Villainy in our time often isn’t as easy to personify. It involves robo-signing and other illegal foreclosure practices. It is delegated and administered through corporations that have vast real estate holdings. Most of the people involved in foreclosures and evictions are invisible. They don’t have to witness or even hear of the misery they cause. Sometimes they even deny having anything to do with it.
From Gale Holland of Los Angeles Times:
Dirma Rodriguez had five minutes to gather her things and vacate the West Adams house she and her severely disabled daughter had lived in for more than 25 years. As a property manager changed the locks, Rodriguez fluttered back and forth from the yard – where a pile of stuff lay by the kitchen stove – to her car, where her daughter, Ingrid Ortiz, sat screaming and crying.
How Rodriguez and Ortiz ended up in this predicament is a long, messy story that resounds with a misery all too common in this age of foreclosure.
Rodriguez took out a loan to retrofit her house for her special-needs daughter.

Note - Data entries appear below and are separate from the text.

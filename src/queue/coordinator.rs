//! Chunk Coordinator - time-sliced application of staged chunks
//!
//! The host grants the coordinator one window at a time through
//! [`ChunkCoordinator::advance_window`]. Each window applies at least
//! `initial_batch_size` chunks, then keeps taking whole chunks while the
//! window is under `max_iteration_time`. A resume cursor carries the position
//! between windows, so no chunk is applied twice.

use super::chunk_applier::{ChunkApplier, ChunkApplyStats};
use crate::constants::queue::{DEFAULT_INITIAL_BATCH_SIZE, DEFAULT_MAX_ITERATION_TIME_MS};
use crate::error::{OptionExt, QueueError, QueueResult};
use crate::world::core::ChunkPos;
use rustc_hash::FxHashSet;
use std::fmt;
use std::time::{Duration, Instant};

/// Observer for per-cell and per-chunk errors
pub type ErrorHandler = Box<dyn FnMut(QueueError) + Send>;

/// Runs once, after the last chunk has been applied
pub type FinalAction = Box<dyn FnOnce() + Send>;

/// Called after every applied chunk
pub type ProgressSubscriber = Box<dyn FnMut(QueueProgress) + Send>;

/// Lifecycle of a coordinator
#[derive(Debug, Clone, Copy, PartialEq, Eq)]
pub enum CoordinatorState {
    /// Built but not started
    Pending,
    Running,
    /// Every chunk applied and the final action has run
    Completed,
    Cancelled,
    /// Ended by an invariant violation
    Failed,
}

impl CoordinatorState {
    pub fn is_terminal(&self) -> bool {
        matches!(
            self,
            CoordinatorState::Completed | CoordinatorState::Cancelled | CoordinatorState::Failed
        )
    }
}

/// Chunks applied out of the run's total
#[derive(Debug, Clone, Copy, PartialEq, Eq)]
pub struct QueueProgress {
    pub processed: usize,
    pub total: usize,
}

impl QueueProgress {
    pub fn fraction(&self) -> f32 {
        if self.total == 0 {
            1.0
        } else {
            self.processed as f32 / self.total as f32
        }
    }
}

impl fmt::Display for QueueProgress {
    fn fmt(&self, f: &mut fmt::Formatter<'_>) -> fmt::Result {
        write!(f, "{}/{} chunks", self.processed, self.total)
    }
}

/// Totals accumulated over the whole run
#[derive(Debug, Clone, Copy, Default, PartialEq)]
pub struct QueueStats {
    pub windows: usize,
    pub chunks_processed: usize,
    pub errors_reported: usize,
    pub cells: ChunkApplyStats,
    /// Time spent inside windows, not wall-clock time of the run
    pub busy_time: Duration,
}

/// Result of one window
#[derive(Debug, Clone, Copy, PartialEq)]
pub struct WindowReport {
    pub chunks_processed: usize,
    pub elapsed: Duration,
    pub remaining: usize,
    pub errors_reported: usize,
    pub state: CoordinatorState,
}

impl WindowReport {
    fn idle(remaining: usize, state: CoordinatorState) -> Self {
        Self {
            chunks_processed: 0,
            elapsed: Duration::ZERO,
            remaining,
            errors_reported: 0,
            state,
        }
    }
}

/// Configuration for a [`ChunkCoordinator`]
pub struct ChunkCoordinatorBuilder {
    chunks: Vec<ChunkPos>,
    applier: Option<Box<dyn ChunkApplier>>,
    initial_batch_size: usize,
    max_iteration_time: Duration,
    error_handler: Option<ErrorHandler>,
    final_action: Option<FinalAction>,
    progress_subscriber: Option<ProgressSubscriber>,
}

impl Default for ChunkCoordinatorBuilder {
    fn default() -> Self {
        Self::new()
    }
}

impl ChunkCoordinatorBuilder {
    pub fn new() -> Self {
        Self {
            chunks: Vec::new(),
            applier: None,
            initial_batch_size: DEFAULT_INITIAL_BATCH_SIZE,
            max_iteration_time: Duration::from_millis(DEFAULT_MAX_ITERATION_TIME_MS),
            error_handler: None,
            final_action: None,
            progress_subscriber: None,
        }
    }

    /// Chunk keys in application order. Repeated keys are applied once.
    pub fn with_chunks(mut self, chunks: impl IntoIterator<Item = ChunkPos>) -> Self {
        let mut seen: FxHashSet<ChunkPos> = self.chunks.iter().copied().collect();
        for key in chunks {
            if seen.insert(key) {
                self.chunks.push(key);
            }
        }
        self
    }

    pub fn with_applier(self, applier: impl ChunkApplier + 'static) -> Self {
        self.with_boxed_applier(Box::new(applier))
    }

    pub fn with_boxed_applier(mut self, applier: Box<dyn ChunkApplier>) -> Self {
        self.applier = Some(applier);
        self
    }

    pub fn with_initial_batch_size(mut self, batch_size: usize) -> Self {
        self.initial_batch_size = batch_size;
        self
    }

    pub fn with_max_iteration_time(mut self, max_iteration_time: Duration) -> Self {
        self.max_iteration_time = max_iteration_time;
        self
    }

    pub fn with_error_handler(mut self, handler: impl FnMut(QueueError) + Send + 'static) -> Self {
        self.error_handler = Some(Box::new(handler));
        self
    }

    pub fn with_final_action(mut self, action: impl FnOnce() + Send + 'static) -> Self {
        self.final_action = Some(Box::new(action));
        self
    }

    pub fn with_progress_subscriber(
        mut self,
        subscriber: impl FnMut(QueueProgress) + Send + 'static,
    ) -> Self {
        self.progress_subscriber = Some(Box::new(subscriber));
        self
    }

    pub fn build(self) -> QueueResult<ChunkCoordinator> {
        let applier = self.applier.ok_or_queue(|| QueueError::MissingConfig {
            field: "applier".to_string(),
        })?;

        if self.initial_batch_size == 0 {
            return Err(QueueError::InvalidConfig {
                field: "initial_batch_size".to_string(),
                value: "0".to_string(),
                reason: "at least one chunk must be attempted per window".to_string(),
            });
        }

        Ok(ChunkCoordinator {
            keys: self.chunks,
            cursor: 0,
            applier,
            batch_size: self.initial_batch_size,
            max_iteration_time: self.max_iteration_time,
            error_handler: self.error_handler.unwrap_or_else(default_error_handler),
            final_action: self.final_action,
            progress_subscriber: self.progress_subscriber,
            state: CoordinatorState::Pending,
            stats: QueueStats::default(),
        })
    }
}

fn default_error_handler() -> ErrorHandler {
    Box::new(|error| log::error!("[Queue] {}", error))
}

/// Applies a fixed list of chunks across host-granted windows
pub struct ChunkCoordinator {
    keys: Vec<ChunkPos>,
    cursor: usize,
    applier: Box<dyn ChunkApplier>,
    batch_size: usize,
    max_iteration_time: Duration,
    error_handler: ErrorHandler,
    final_action: Option<FinalAction>,
    progress_subscriber: Option<ProgressSubscriber>,
    state: CoordinatorState,
    stats: QueueStats,
}

impl ChunkCoordinator {
    pub fn builder() -> ChunkCoordinatorBuilder {
        ChunkCoordinatorBuilder::new()
    }

    /// Begin the run. An empty run completes here.
    pub fn start(&mut self) {
        if self.state != CoordinatorState::Pending {
            log::warn!("[Queue] start() called in state {:?}, ignoring", self.state);
            return;
        }

        self.state = CoordinatorState::Running;
        log::info!(
            "[Queue] Starting run over {} chunks (batch {}, window {:?})",
            self.keys.len(),
            self.batch_size,
            self.max_iteration_time
        );

        if self.keys.is_empty() {
            self.complete();
        }
    }

    /// Apply chunks for one window. Never blocks.
    ///
    /// Returns `Err` only for errors that end the run; the coordinator is then
    /// `Failed` and the final action will not run. Windows granted after the
    /// run has ended do nothing.
    pub fn advance_window(&mut self) -> QueueResult<WindowReport> {
        match self.state {
            CoordinatorState::Pending => return Err(QueueError::NotStarted),
            CoordinatorState::Running => {}
            state => return Ok(WindowReport::idle(self.remaining(), state)),
        }

        let window_start = Instant::now();
        let mut processed = 0;
        let mut errors_reported = 0;

        while self.cursor < self.keys.len() {
            // Past the batch floor, only start another chunk while under budget
            if processed >= self.batch_size && window_start.elapsed() >= self.max_iteration_time {
                break;
            }

            let key = self.keys[self.cursor];
            self.cursor += 1;

            let handler = &mut self.error_handler;
            let mut reported = 0;
            let result = self.applier.apply_chunk(key, &mut |error| {
                reported += 1;
                handler(error);
            });
            errors_reported += reported;

            match result {
                Ok(chunk_stats) => {
                    self.stats.cells.merge(&chunk_stats);
                }
                Err(error) if error.is_fatal() => {
                    self.stats.errors_reported += errors_reported;
                    self.end_window(window_start);
                    self.state = CoordinatorState::Failed;
                    log::error!(
                        "[Queue] Run failed at chunk {} after {} chunks: {}",
                        key,
                        self.stats.chunks_processed,
                        error
                    );
                    return Err(error);
                }
                Err(error) => {
                    errors_reported += 1;
                    (self.error_handler)(error);
                }
            }

            processed += 1;
            self.stats.chunks_processed += 1;
            if let Some(subscriber) = self.progress_subscriber.as_mut() {
                subscriber(QueueProgress {
                    processed: self.stats.chunks_processed,
                    total: self.keys.len(),
                });
            }
        }

        self.stats.errors_reported += errors_reported;
        let elapsed = self.end_window(window_start);
        log::debug!(
            "[Queue] Window applied {} chunks in {:?}, {} remaining",
            processed,
            elapsed,
            self.remaining()
        );

        if self.cursor == self.keys.len() {
            self.complete();
        }

        Ok(WindowReport {
            chunks_processed: processed,
            elapsed,
            remaining: self.remaining(),
            errors_reported,
            state: self.state,
        })
    }

    /// Abandon the run. Applied chunks stay applied.
    pub fn cancel(&mut self) {
        if self.state.is_terminal() {
            return;
        }
        self.state = CoordinatorState::Cancelled;
        self.final_action = None;
        log::info!(
            "[Queue] Run cancelled with {} of {} chunks applied",
            self.stats.chunks_processed,
            self.keys.len()
        );
    }

    pub fn state(&self) -> CoordinatorState {
        self.state
    }

    pub fn stats(&self) -> &QueueStats {
        &self.stats
    }

    /// Chunks not yet attempted
    pub fn remaining(&self) -> usize {
        self.keys.len() - self.cursor
    }

    pub fn progress(&self) -> QueueProgress {
        QueueProgress {
            processed: self.stats.chunks_processed,
            total: self.keys.len(),
        }
    }

    pub fn is_finished(&self) -> bool {
        self.state.is_terminal()
    }

    fn end_window(&mut self, window_start: Instant) -> Duration {
        let elapsed = window_start.elapsed();
        self.stats.windows += 1;
        self.stats.busy_time += elapsed;
        elapsed
    }

    fn complete(&mut self) {
        self.state = CoordinatorState::Completed;
        log::info!(
            "[Queue] Run complete: {} chunks in {} windows, {} errors",
            self.stats.chunks_processed,
            self.stats.windows,
            self.stats.errors_reported
        );
        if let Some(action) = self.final_action.take() {
            action();
        }
    }
}

impl fmt::Debug for ChunkCoordinator {
    fn fmt(&self, f: &mut fmt::Formatter<'_>) -> fmt::Result {
        f.debug_struct("ChunkCoordinator")
            .field("state", &self.state)
            .field("progress", &self.progress())
            .field("batch_size", &self.batch_size)
            .field("max_iteration_time", &self.max_iteration_time)
            .finish()
    }
}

After she fell behind on her payments, the Bank of America lowered her monthly obligation, but then sold the house at a foreclosure auction last September. The new owner, a house flipper from El Segundo called West Ridge Rentals, moved to evict the family.
I came upon Rodriguez’s story through Occupy Fights Foreclosure, the latest offshoot of the 99% movement. Occupy interceded to stop her eviction March 26, and it just may have saved her home for good. Bank of America said last week it is considering a loan modification that would return the home to Rodriguez and her family.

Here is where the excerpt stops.